Thursday, May 6, 2010

May and Remembrance

This is the month when northeastern Ohio turns brilliant green. It's a beautiful time of year, especially when we've had one of those really bad winters with too much snow and too much grayness.

Here in Kent it's also a time when we remember the tragedy that hit this place in 1970. There was all this beauty in the town and on the campus: the flowering crab apple trees lining my street in full bloom, lilac bushes sending out that sweet scent of spring, golden dandelions sprinkled through the new grass. And then there was gunfire on the campus and four young lives were snuffed out and nine other students were wounded, their lives changed drastically. It was a terrible time for the university and the community, which divided us all for years. The university's response was craven: there was no expression of outrage that these students were shot on their own campus, rather a rush to "put this behind us and move on.". The community's response was outrageous: "they should have shot more of them,they brought it on themselves."

I don't want to over simplify the complexity of the events that led up to the shootings, but I found the response to the deaths of those children hard to deal with in the months and years that followed.

This year we observed the 40th anniversary of what happened on that beautiful spring day. The ground on which the confrontation took place between unarmed students and the armed National Guard (most of whom were the same ages ad the students) has now been designated a National Historic Site. The living parents of the four dead students attended and spoke about their struggle to heal. Several of the wounded students spoke, as did a number of national figures I didn't go up to the Commons for the ceremony because I don't think I could do that much walking yet, and I have been to many of them over the past 40 years. Joan Baez, Judy Collins, Crosby, Stills, Nash and Young, Peter, Paul and May, Jane Fonda (in her post-Barbarella and pre-Feel the Burn incarnation) are only a few of the celebrities who have appeared over the years on the Commons to help us observe this event.

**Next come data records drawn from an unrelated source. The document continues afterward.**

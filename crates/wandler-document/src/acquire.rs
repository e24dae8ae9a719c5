// SPDX-License-Identifier: PMPL-1.0-or-later
// Copyright (c) 2026 Jonathan D.A. Jewell (hyperpolymath) <jonathan.jewell@open.ac.uk>
//
// Input acquisition — turn the path the user picked into a path a driver can
// read. Zipped Shapefiles are unpacked into a scratch directory that lives
// exactly as long as the returned value.

use std::path::{Path, PathBuf};

use tempfile::TempDir;
use tracing::{debug, info, instrument};
use wandler_core::FormatTag;
use wandler_core::error::{Result, WandlerError};

use crate::archive;

/// A readable input path, plus the extraction directory backing it, if any.
///
/// Dropping the value removes the extraction directory.
#[derive(Debug)]
pub struct AcquiredInput {
    path: PathBuf,
    extraction: Option<TempDir>,
}

impl AcquiredInput {
    /// Path the conversion should read from.
    pub fn path(&self) -> &Path {
        &self.path
    }

    /// Scratch directory holding extracted archive members.
    pub fn extraction_dir(&self) -> Option<&Path> {
        self.extraction.as_ref().map(TempDir::path)
    }
}

/// Resolve `user_path` for reading as `source_format`.
///
/// A `.zip` given as Shapefile input is extracted and the first `.shp`
/// member in lexicographic order is returned. Any other input is returned
/// unchanged.
#[instrument(skip_all, fields(path = %user_path.display(), format = %source_format))]
pub fn acquire(user_path: &Path, source_format: FormatTag) -> Result<AcquiredInput> {
    if !user_path.is_file() {
        return Err(WandlerError::UserInput(format!(
            "input file not found: {}",
            user_path.display()
        )));
    }

    if source_format != FormatTag::Shp || !archive::is_archive(user_path) {
        return Ok(AcquiredInput {
            path: user_path.to_path_buf(),
            extraction: None,
        });
    }

    let scratch = tempfile::Builder::new().prefix("wandler-").tempdir()?;
    let members = archive::extract(user_path, scratch.path())?;
    debug!(members = members.len(), "Looking for a .shp member");

    let shp = members.into_iter().find(|member| {
        member
            .extension()
            .and_then(|ext| ext.to_str())
            .is_some_and(|ext| ext.eq_ignore_ascii_case("shp"))
    });

    // On the error path `scratch` is dropped here, removing the directory.
    let Some(member) = shp else {
        return Err(WandlerError::UserInput("no shapefile in archive".into()));
    };

    let path = scratch.path().join(&member);
    info!(member = %member.display(), "Using shapefile from archive");
    Ok(AcquiredInput {
        path,
        extraction: Some(scratch),
    })
}
// SPDX-License-Identifier: PMPL-1.0-or-later
// Copyright (c) 2026 Jonathan D.A. Jewell (hyperpolymath) <jonathan.jewell@open.ac.uk>
//
// Image processor — decode a raster image and re-encode it as PNG or JPEG.
// Operates on in-memory images using the `image` crate.

use std::fs::File;
use std::io::{BufWriter, Write};
use std::path::Path;

use image::codecs::jpeg::JpegEncoder;
use image::{DynamicImage, ImageFormat};
use tracing::{debug, info, instrument};
use wandler_core::error::WandlerError;

/// A single decoded image on its way to another encoding.
///
/// ```ignore
/// ImageProcessor::open("photo.png")?.save_jpeg("photo.jpg", 75)?;
/// ```
pub struct ImageProcessor {
    /// The current working image.
    image: DynamicImage,
}

impl ImageProcessor {
    // -- Construction ---------------------------------------------------------

    /// Load an image from a file path. The format is sniffed from the content
    /// and extension.
    #[instrument(skip_all, fields(path = %path.as_ref().display()))]
    pub fn open(path: impl AsRef<Path>) -> Result<Self, WandlerError> {
        let img = image::open(path.as_ref()).map_err(|err| {
            WandlerError::ImageError(format!(
                "failed to open {}: {}",
                path.as_ref().display(),
                err
            ))
        })?;
        info!(
            width = img.width(),
            height = img.height(),
            color = ?img.color(),
            "Image loaded"
        );
        Ok(Self { image: img })
    }

    /// Create a processor from raw encoded bytes (JPEG, PNG, etc.).
    #[instrument(skip(data), fields(data_len = data.len()))]
    pub fn from_bytes(data: &[u8]) -> Result<Self, WandlerError> {
        let img = image::load_from_memory(data).map_err(|err| {
            WandlerError::ImageError(format!("failed to decode image: {}", err))
        })?;
        debug!(
            width = img.width(),
            height = img.height(),
            "Image decoded from bytes"
        );
        Ok(Self { image: img })
    }

    /// Wrap an already-decoded `DynamicImage`.
    pub fn from_dynamic(image: DynamicImage) -> Self {
        Self { image }
    }

    // -- Accessors ------------------------------------------------------------

    pub fn width(&self) -> u32 {
        self.image.width()
    }

    pub fn height(&self) -> u32 {
        self.image.height()
    }

    /// Whether the image carries an alpha channel.
    pub fn has_alpha(&self) -> bool {
        self.image.color().has_alpha()
    }

    /// Borrow the underlying `DynamicImage`.
    pub fn as_dynamic(&self) -> &DynamicImage {
        &self.image
    }

    // -- Output ---------------------------------------------------------------

    /// Encode the current image as PNG bytes.
    pub fn to_png_bytes(&self) -> Result<Vec<u8>, WandlerError> {
        let mut buffer = Vec::new();
        let mut cursor = std::io::Cursor::new(&mut buffer);
        self.image
            .write_to(&mut cursor, ImageFormat::Png)
            .map_err(|err| WandlerError::ImageError(format!("PNG encoding failed: {}", err)))?;
        Ok(buffer)
    }

    /// Encode the current image as JPEG bytes with the given quality (1-100).
    ///
    /// The image is flattened to 8-bit RGB first. Any alpha channel is
    /// dropped, not composited against a background.
    pub fn to_jpeg_bytes(&self, quality: u8) -> Result<Vec<u8>, WandlerError> {
        let mut buffer = Vec::new();
        let rgb = self.image.to_rgb8();
        let encoder = JpegEncoder::new_with_quality(&mut buffer, quality);
        rgb.write_with_encoder(encoder)
            .map_err(|err| WandlerError::ImageError(format!("JPEG encoding failed: {}", err)))?;
        Ok(buffer)
    }

    /// Write the image losslessly as PNG, replacing any existing file.
    #[instrument(skip_all, fields(path = %path.as_ref().display()))]
    pub fn save_png(&self, path: impl AsRef<Path>) -> Result<(), WandlerError> {
        let path = path.as_ref();
        let mut writer = BufWriter::new(File::create(path)?);
        self.image
            .write_to(&mut writer, ImageFormat::Png)
            .map_err(|err| {
                WandlerError::ImageError(format!(
                    "failed to save PNG to {}: {}",
                    path.display(),
                    err
                ))
            })?;
        writer.flush()?;
        debug!("PNG written");
        Ok(())
    }

    /// Write the image as RGB JPEG, replacing any existing file.
    #[instrument(skip_all, fields(path = %path.as_ref().display(), quality = quality))]
    pub fn save_jpeg(&self, path: impl AsRef<Path>, quality: u8) -> Result<(), WandlerError> {
        let path = path.as_ref();
        let file = File::create(path)?;
        let mut writer = BufWriter::new(file);
        let rgb = self.image.to_rgb8();
        let encoder = JpegEncoder::new_with_quality(&mut writer, quality);
        rgb.write_with_encoder(encoder).map_err(|err| {
            WandlerError::ImageError(format!(
                "failed to save JPEG to {}: {}",
                path.display(),
                err
            ))
        })?;
        writer.flush()?;
        debug!("JPEG written");
        Ok(())
    }
}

It is always a sad occasion in the midst of the blooming of the green, green spring. I was asked recently what I think we have learned from this. My answer was, "Nothing, apparently."

Saturday, May 1, 2010

Blowing My Own Horn

Some unsolicited comments about "May: A New England Childhood." (You may pick up that one of them is from a relative.)

"I received my copy of your book .... love it! I couldn't be more pleased! Congratulations on publishing a beautiful book -- you are very talented!"

"I looked through it last night and will have to make 16 more passes through the book to get every last detail. I LLLLLOOOVVVVVVEEEEE the very last page sentiment (won't spoil it for those who haven't read it.)
What I am particularly enjoying is the detail in the painting and how your mom captures all different sorts of surfaces, textures, the details she chose to put in, the difficulty in drawing the porch railings.... the effort and intense amount of great talent that went into each illustration is really breathtaking. It is an Opus."

"I received my copy of your book yesterday and I love it! I was telling Mom and Jane I can almost hear grandmother talking - great job! Thank-you so much for doing this- the book is something I will treasure. I love your illustrations and it is so much fun to try to picture what life was like for grandmother.

I think it would make a fine Mother's Day gift.